Signature song “I sing ‘Burn,’ from ‘Hamilton,’ a lot. It’s a ballad. but it picks up speed and intensity, and it’s musically and lyrically and emotionally well-constructed, like a lot of Lin-Manuel Miranda’s music.”
I have dreamed “I want to write and record and produce music,” Poroye said. “I’m also studying environmental science, and I’m interested in fighting climate change. But that’s not so much a backup plan as a passion.”
Born and raised in Jamaica, Queens; class of 2021, Frank Sinatra School of the Arts High School in Queens.
Influences “My mom used to play a lot of songs from the ’60s, and a lot of country, actually,” said Parasram, who also found herself drawn to ’90s R&B and older recordings by Otis Redding and Sarah Vaughan, as well as Amy Winehouse.
Stage presence “There is a weight that lifts off my shoulders as soon as I start to sing. I’m usually very quiet, but when I’m onstage I just light up.”
Teacher’s notes The voice instructor and chorus leader Steve Kirby has been struck by the “extraordinary color” of her tangy, rangy soprano. “Her voice lends itself to many genres,” he said. “She has so much talent that you don’t know which way to go with it.”
Signature song “‘Beyond the Sea’ is a good song for my personality because it’s very mellow, yet upbeat in a way,” Parasram said. “It’s a hopeful song, and I’m a hopeful person.”
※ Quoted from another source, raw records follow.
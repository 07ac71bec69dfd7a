//! Options of a parse session.

use std::path::PathBuf;

use serde::Deserialize;

use crate::sink::temp_file_path;

/// Runtime options shared by every parse of a form.
#[derive(Debug, Clone, PartialEq, Eq, Deserialize)]
#[serde(default)]
pub struct FormOptions {
    /// Directory for auto-named disk files
    pub temp_dir: PathBuf,
    /// Prefix of auto-named disk files
    pub file_prefix: String,
    /// Suffix of auto-named disk files
    pub file_suffix: String,
}

impl Default for FormOptions {
    fn default() -> Self {
        Self {
            temp_dir: std::env::temp_dir(),
            file_prefix: "multiform-".to_string(),
            file_suffix: ".tmp".to_string(),
        }
    }
}

impl FormOptions {
    pub fn new() -> Self {
        Self::default()
    }

    /// Set the directory for auto-named disk files.
    pub fn with_temp_dir(mut self, dir: impl Into<PathBuf>) -> Self {
        self.temp_dir = dir.into();
        self
    }

    pub fn with_file_prefix(mut self, prefix: impl Into<String>) -> Self {
        self.file_prefix = prefix.into();
        self
    }

    pub fn with_file_suffix(mut self, suffix: impl Into<String>) -> Self {
        self.file_suffix = suffix.into();
        self
    }

    /// A fresh, process-unique path under `temp_dir`.
    pub fn temp_file_path(&self) -> PathBuf {
        temp_file_path(&self.temp_dir, &self.file_prefix, &self.file_suffix)
    }
}
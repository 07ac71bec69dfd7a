//! Declarative form configuration.

use serde::Deserialize;

use super::FormOptions;
#[cfg(any(feature = "json", feature = "yaml"))]
use crate::error::SchemaError;

/// Configuration for an entire form.
#[derive(Debug, Clone, Default, Deserialize)]
pub struct FormConfig {
    /// Session options
    #[serde(default)]
    pub options: FormOptions,
    /// Field configurations, in declaration order
    #[serde(default)]
    pub fields: Vec<FieldConfig>,
}

/// Configuration for a single field or file.
#[derive(Debug, Clone, Default, Deserialize)]
pub struct FieldConfig {
    /// Unique key of the field
    pub key: String,
    /// Kind of field: "field" (default) or "file"
    #[serde(default)]
    pub kind: Option<String>,
    #[serde(default)]
    pub multiple: bool,
    #[serde(default)]
    pub required: bool,
    /// Reject a second value of a non-multiple field instead of dropping it
    #[serde(default)]
    pub strict: bool,
    /// File sink: "disk" (default), "buffer" or "stream"
    #[serde(default)]
    pub sink: Option<String>,
    /// Explicit path for disk files
    #[serde(default)]
    pub path: Option<String>,
    /// Text encoding for buffered files: "utf8", "latin1", "ascii", "hex",
    /// "base64" or "utf16le"
    #[serde(default)]
    pub encoding: Option<String>,
    /// Conversion: "integer", "float" or "boolean"
    #[serde(default)]
    pub convert: Option<String>,
    /// Maximum file size in bytes
    #[serde(default)]
    pub max_size: Option<u64>,
    /// Message reported when `max_size` is exceeded
    #[serde(default)]
    pub max_size_error: Option<String>,
    /// Pattern rules, evaluated in order
    #[serde(default)]
    pub rules: Vec<RuleConfig>,
}

/// A pattern rule.
#[derive(Debug, Clone, Deserialize)]
pub struct RuleConfig {
    pub pattern: String,
    pub error: String,
}

impl FieldConfig {
    pub fn new(key: impl Into<String>) -> Self {
        Self {
            key: key.into(),
            ..Self::default()
        }
    }

    /// Whether this entry describes a file.
    pub fn is_file(&self) -> bool {
        matches!(self.kind.as_deref(), Some("file")) || self.sink.is_some()
    }
}

impl FormConfig {
    pub fn new() -> Self {
        Self::default()
    }

    pub fn add_field(mut self, field: FieldConfig) -> Self {
        self.fields.push(field);
        self
    }

    pub fn with_options(mut self, options: FormOptions) -> Self {
        self.options = options;
        self
    }

    #[cfg(feature = "json")]
    pub fn from_json_str(s: &str) -> Result<Self, SchemaError> {
        serde_json::from_str(s).map_err(|e| SchemaError::Config(e.to_string()))
    }

    #[cfg(feature = "yaml")]
    pub fn from_yaml_str(s: &str) -> Result<Self, SchemaError> {
        serde_yaml::from_str(s).map_err(|e| SchemaError::Config(e.to_string()))
    }
}
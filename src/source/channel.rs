//! Channel-backed multipart source.

use std::fmt;
use std::io;

use async_trait::async_trait;
use tokio::sync::mpsc;
use tracing::debug;

use super::{FilePart, MultipartSource, SourceEvent, UpstreamPipe};

/// Sending half of a [`ChannelSource`], held by the decoder.
///
/// Each method returns `false` once the source has been detached.
#[derive(Debug, Clone)]
pub struct SourceHandle {
    tx: mpsc::UnboundedSender<SourceEvent>,
}

impl SourceHandle {
    pub fn send(&self, event: SourceEvent) -> bool {
        self.tx.send(event).is_ok()
    }

    pub fn field(&self, key: impl Into<String>, value: impl Into<String>) -> bool {
        self.send(SourceEvent::field(key, value))
    }

    pub fn file(&self, key: impl Into<String>, part: FilePart) -> bool {
        self.send(SourceEvent::file(key, part))
    }

    pub fn error(&self, error: io::Error) -> bool {
        self.send(SourceEvent::Error(error))
    }

    pub fn end(&self) -> bool {
        self.send(SourceEvent::End)
    }

    pub fn is_closed(&self) -> bool {
        self.tx.is_closed()
    }
}

/// A source fed through an unbounded channel.
///
/// Dropping every [`SourceHandle`] without sending `End` is reported as a
/// decoder error.
pub struct ChannelSource {
    rx: mpsc::UnboundedReceiver<SourceEvent>,
    upstream: Option<Box<dyn UpstreamPipe>>,
}

impl ChannelSource {
    pub fn channel() -> (SourceHandle, Self) {
        let (tx, rx) = mpsc::unbounded_channel();
        (
            SourceHandle { tx },
            Self { rx, upstream: None },
        )
    }

    /// Attach the transport that feeds this source.
    pub fn with_upstream(mut self, upstream: Box<dyn UpstreamPipe>) -> Self {
        self.upstream = Some(upstream);
        self
    }
}

impl fmt::Debug for ChannelSource {
    fn fmt(&self, f: &mut fmt::Formatter<'_>) -> fmt::Result {
        f.debug_struct("ChannelSource")
            .field("upstream", &self.upstream.is_some())
            .finish_non_exhaustive()
    }
}

#[async_trait]
impl MultipartSource for ChannelSource {
    async fn next_event(&mut self) -> SourceEvent {
        match self.rx.recv().await {
            Some(event) => event,
            None => SourceEvent::Error(io::Error::new(
                io::ErrorKind::UnexpectedEof,
                "multipart source closed before end of form",
            )),
        }
    }

    async fn detach(&mut self) {
        self.rx.close();
        if let Some(mut upstream) = self.upstream.take() {
            upstream.sever();
            if upstream.is_readable() {
                debug!("resuming severed upstream");
                upstream.resume();
            }
        }
    }
}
I have dreamed “I write lyrics and come up with melodies in my head, though I can’t play them. I want to have my own take on music — to sing my own songs and jazz standards, with my twist on them.”
Kylie McNeill, 18
Born and raised in Manhattan; 2020 graduate of Professional Performing Arts School, now taking a gap year.
Influences The daughter of musical theater fans, McNeill grew up listening to original cast recordings of “Wicked,” “Avenue Q” and “Grey Gardens,” and worshiping Julie Andrews: “I used to watch ‘The Sound of Music’ and pretend I was her on the mountains.” McNeill also listened to Lady Gaga and Twenty One Pilots. “And I went through an emo phase,” she said. The original “Little Shop of Horrors” star Ellen Greene proved a more enduring favorite; a current one is Cynthia Erivo — “She’s just incredible.”
Stage presence “It’s taken me a while to find confidence, but I have,” McNeill said. “I just like to be true to the character or to what I’m singing, and not let my insecurities get in the way.”
Teacher’s notes “Underneath her introverted exterior, Kylie is a natural talent, with a sarcastic and comedic flair,” said Statile. “She brought subtlety to all of her work, and is an excellent listener.”
Signature song “‘I Can Cook Too,’ from ‘On the Town.’ I was assigned the song for a showcase in my sophomore year, and it was my enemy — because as this character I’m singing about how amazing I am. That was terrifying when I was 16, but now that I’m 18 I’ve learned to judge myself less, and singing it is fun.”
I have dreamed “I want to keep moving forward, stepping out of my comfort zone and expressing myself to the fullest — through singing, acting, songwriting.” During the pandemic, McNeill has been crafting musical comedy songs and posting them online. “I really miss theater, but for now, I can do it from my bedroom.”